Exhibition: 10 Mar – 22 Apr 2018

FotoFest

2000 Edwards St, Bldg C, Ste 2
TX 77002 Houston

+1-713-2235522


www.fotofest.org

The FotoFest 2018 Biennial, March 10 – April 22, 2018, is dedicated to INDIA: Contemporary Photographic and New Media Art. FotoFest 2018 speaks to a number of contemporary issues in India including gender and sexuality, land rights conflict, the environment, human settlement and migration, and caste and class divisions. The participating artists are from India and the global Indian diaspora.

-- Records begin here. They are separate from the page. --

//! Process-wide query cache.
//!
//! Every API request is memoized under a [`QueryKey`] built from its
//! endpoint and arguments. Entries are never evicted: after N distinct
//! requests the cache holds exactly N entries. Listing returns entries in
//! first-insertion order.
//!
//! The cache also deduplicates in-flight requests. [`QueryCache::begin`]
//! tells the caller whether to serve a cached value, wait for a request
//! someone else already issued, or issue the request itself and report the
//! outcome with [`QueryCache::complete`].

use std::collections::HashMap;
use std::fmt;
use std::sync::{Arc, Mutex, MutexGuard, PoisonError};

use tokio::sync::watch;

use crate::types::{Job, JobResponse, JobsListResponse, ListJobsArgs};

/// Normalized request: endpoint plus arguments.
#[derive(Debug, Clone, PartialEq, Eq, Hash)]
pub enum QueryKey {
    ListJobs(ListJobsArgs),
    GetJob(String),
}

impl QueryKey {
    /// Name of the endpoint this key belongs to.
    #[must_use]
    pub fn endpoint(&self) -> &'static str {
        match self {
            Self::ListJobs(_) => "listJobs",
            Self::GetJob(_) => "getJob",
        }
    }
}

impl fmt::Display for QueryKey {
    fn fmt(&self, f: &mut fmt::Formatter<'_>) -> fmt::Result {
        match self {
            Self::ListJobs(args) => write!(
                f,
                "listJobs({{\"pageNum\":{},\"pageSize\":{}}})",
                args.page_num, args.page_size
            ),
            Self::GetJob(id) => write!(f, "getJob(\"{id}\")"),
        }
    }
}

/// Lifecycle of a cache entry.
#[derive(Debug, Clone, Copy, PartialEq, Eq)]
pub enum QueryStatus {
    Pending,
    Success,
    Error,
}

/// Response payload held by an entry.
#[derive(Debug, Clone, PartialEq)]
pub enum QueryData {
    Jobs(JobsListResponse),
    Job(JobResponse),
}

/// One memoized request.
///
/// `data` always holds the last successful payload; it is kept while the
/// request is refetched and when a refetch fails.
#[derive(Debug, Clone, PartialEq)]
pub struct QueryEntry {
    pub status: QueryStatus,
    pub data: Option<QueryData>,
    pub error: Option<String>,
}

impl QueryEntry {
    #[must_use]
    pub fn pending() -> Self {
        Self {
            status: QueryStatus::Pending,
            data: None,
            error: None,
        }
    }

    #[must_use]
    pub fn success(data: QueryData) -> Self {
        Self {
            status: QueryStatus::Success,
            data: Some(data),
            error: None,
        }
    }

    #[must_use]
    pub fn error(message: impl Into<String>) -> Self {
        Self {
            status: QueryStatus::Error,
            data: None,
            error: Some(message.into()),
        }
    }

    /// Jobs embedded in a list payload; empty for anything else.
    #[must_use]
    pub fn list_items(&self) -> &[Job] {
        match &self.data {
            Some(QueryData::Jobs(resp)) => &resp.data.items,
            _ => &[],
        }
    }
}

/// Whether a cached success may be reused.
#[derive(Debug, Clone, Copy, PartialEq, Eq, Default)]
pub enum FetchPolicy {
    /// Serve a successful entry without touching the network.
    #[default]
    CacheFirst,
    /// Always issue the request again (pull-to-refresh).
    Refetch,
}

/// What the caller of [`QueryCache::begin`] should do next.
#[derive(Debug)]
pub enum Begin {
    /// A successful entry is available.
    Cached(QueryEntry),
    /// Another caller is fetching this key; wait with [`QueryCache::wait`].
    Wait(watch::Receiver<bool>),
    /// The entry is now pending and this caller must fetch it.
    Fetch,
}

#[derive(Debug)]
struct Slot {
    seq: u64,
    entry: QueryEntry,
    resolved: watch::Sender<bool>,
}

#[derive(Debug, Default)]
struct CacheInner {
    next_seq: u64,
    slots: HashMap<QueryKey, Slot>,
}

impl CacheInner {
    fn slot_mut(&mut self, key: &QueryKey) -> &mut Slot {
        let next_seq = &mut self.next_seq;
        self.slots.entry(key.clone()).or_insert_with(|| {
            let seq = *next_seq;
            *next_seq += 1;
            let (resolved, _) = watch::channel(true);
            Slot {
                seq,
                entry: QueryEntry::pending(),
                resolved,
            }
        })
    }
}

/// Shared handle to the query cache. Clones refer to the same cache.
#[derive(Debug, Clone, Default)]
pub struct QueryCache {
    inner: Arc<Mutex<CacheInner>>,
}

impl QueryCache {
    #[must_use]
    pub fn new() -> Self {
        Self::default()
    }

    fn lock(&self) -> MutexGuard<'_, CacheInner> {
        self.inner.lock().unwrap_or_else(PoisonError::into_inner)
    }

    /// Current entry for a key.
    #[must_use]
    pub fn get(&self, key: &QueryKey) -> Option<QueryEntry> {
        self.lock().slots.get(key).map(|slot| slot.entry.clone())
    }

    /// Store an entry, keeping the key's original position.
    pub fn put(&self, key: QueryKey, entry: QueryEntry) {
        let mut inner = self.lock();
        inner.slot_mut(&key).entry = entry;
    }

    /// All entries in first-insertion order.
    #[must_use]
    pub fn list(&self) -> Vec<(QueryKey, QueryEntry)> {
        let inner = self.lock();
        let mut slots: Vec<_> = inner.slots.iter().collect();
        slots.sort_by_key(|(_, slot)| slot.seq);
        slots
            .into_iter()
            .map(|(key, slot)| (key.clone(), slot.entry.clone()))
            .collect()
    }

    /// Number of distinct keys ever requested.
    #[must_use]
    pub fn len(&self) -> usize {
        self.lock().slots.len()
    }

    #[must_use]
    pub fn is_empty(&self) -> bool {
        self.len() == 0
    }

    /// Claim a key for fetching, or find out why not to.
    pub fn begin(&self, key: &QueryKey, policy: FetchPolicy) -> Begin {
        let mut inner = self.lock();
        let slot = inner.slot_mut(key);

        if !*slot.resolved.borrow() {
            tracing::debug!(%key, "Joining in-flight request");
            return Begin::Wait(slot.resolved.subscribe());
        }

        if policy == FetchPolicy::CacheFirst && slot.entry.status == QueryStatus::Success {
            tracing::debug!(%key, "Cache hit");
            return Begin::Cached(slot.entry.clone());
        }

        slot.entry.status = QueryStatus::Pending;
        slot.entry.error = None;
        let (resolved, _) = watch::channel(false);
        slot.resolved = resolved;
        Begin::Fetch
    }

    /// Record the outcome of a fetch claimed with [`QueryCache::begin`].
    pub fn complete(&self, key: &QueryKey, outcome: std::result::Result<QueryData, String>) {
        let mut inner = self.lock();
        let slot = inner.slot_mut(key);
        match outcome {
            Ok(data) => {
                slot.entry = QueryEntry::success(data);
            }
            Err(message) => {
                slot.entry.status = QueryStatus::Error;
                slot.entry.error = Some(message);
            }
        }
        slot.resolved.send_replace(true);
    }

    /// Wait for an in-flight request and return the resulting entry.
    pub async fn wait(&self, key: &QueryKey, mut resolved: watch::Receiver<bool>) -> QueryEntry {
        // A dropped sender means the slot was claimed again; read whatever is there.
        let _ = resolved.wait_for(|done| *done).await;
        self.get(key).unwrap_or_else(QueryEntry::pending)
    }
}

Organized by Lead Curator Sunil Gupta and FotoFest Executive Director Steven Evans, FotoFest 2018 will be one of the largest exhibitions of contemporary photography by artists of Indian origin to be presented in the United States. The artists were handpicked by Mr. Gupta and Mr. Evans while journeying through multiple cities in India and across the world.

“The artists, all of Indian origin, are imagining and responding to what India means today in its myriad complexities, given its ancient culture and more recent emancipation from British colonialism,” says Biennial Lead Curator Sunil Gupta. “They were selected by a process of portfolio reviews and face-to-face meetings with nearly three times as many artists than are in the show. The final short list was arrived at by assessing the engagement of their works with both the issues and the technology that define photography in the world today.”

“It is very exciting for FotoFest to be working with this remarkable range of artists,” says Steven Evans, FotoFest Executive Director and Biennial Co-Curator. “Some are well known to those familiar with the international world of contemporary art, while others will be new discoveries, as they are exhibiting internationally for the first time. We are looking forward to bringing this work together under the rubric of the FotoFest Biennial, and to be featuring their work in the new hardcover book inspired by the exhibition. Our goal is to bring new attention to this work, and to contribute scholarship on these artists, the region, and the diaspora of Indian origin.”

Highlights include Indu Antony (Bangalore, India) who will present photographs of drag kings from her ManiFest series, exploring representation of gender and sexuality; Sheba Chhachhi (Ethiopia/Delhi, India) whose work addresses the environment and eco-philosophy; Vicky Roy (Delhi, India), whose long-term documentation of young street children is a reflection of his own personal history as a child runaway; Shilpa Gupta, among the best known contemporary artists in the exhibition, who will show a large-scale interactive video work; Asif Khan (Delhi, India) who will show works from his Muzaffarnagar series documenting Tibetan refugee camps; and Max Kandhola (Birmingham, UK) who will present new work from his series Roti Kapta aur Makaan, examining racial dynamics and migration in England.

The 2018 Biennial will be the first time that FotoFest has focused so directly on South Asia. As a platform for art and ideas, FotoFest has a long history of focusing international attention on emerging and under-known regions, including Latin America (1992), Korea (2000), China (2008), Russia (2012), and the Arab World (2014), showcasing hundreds of artists and in many cases introducing their work to the United States. FotoFest is also an international platform, and exposure at the FotoFest Biennial has often led to wider exposure overseas as well.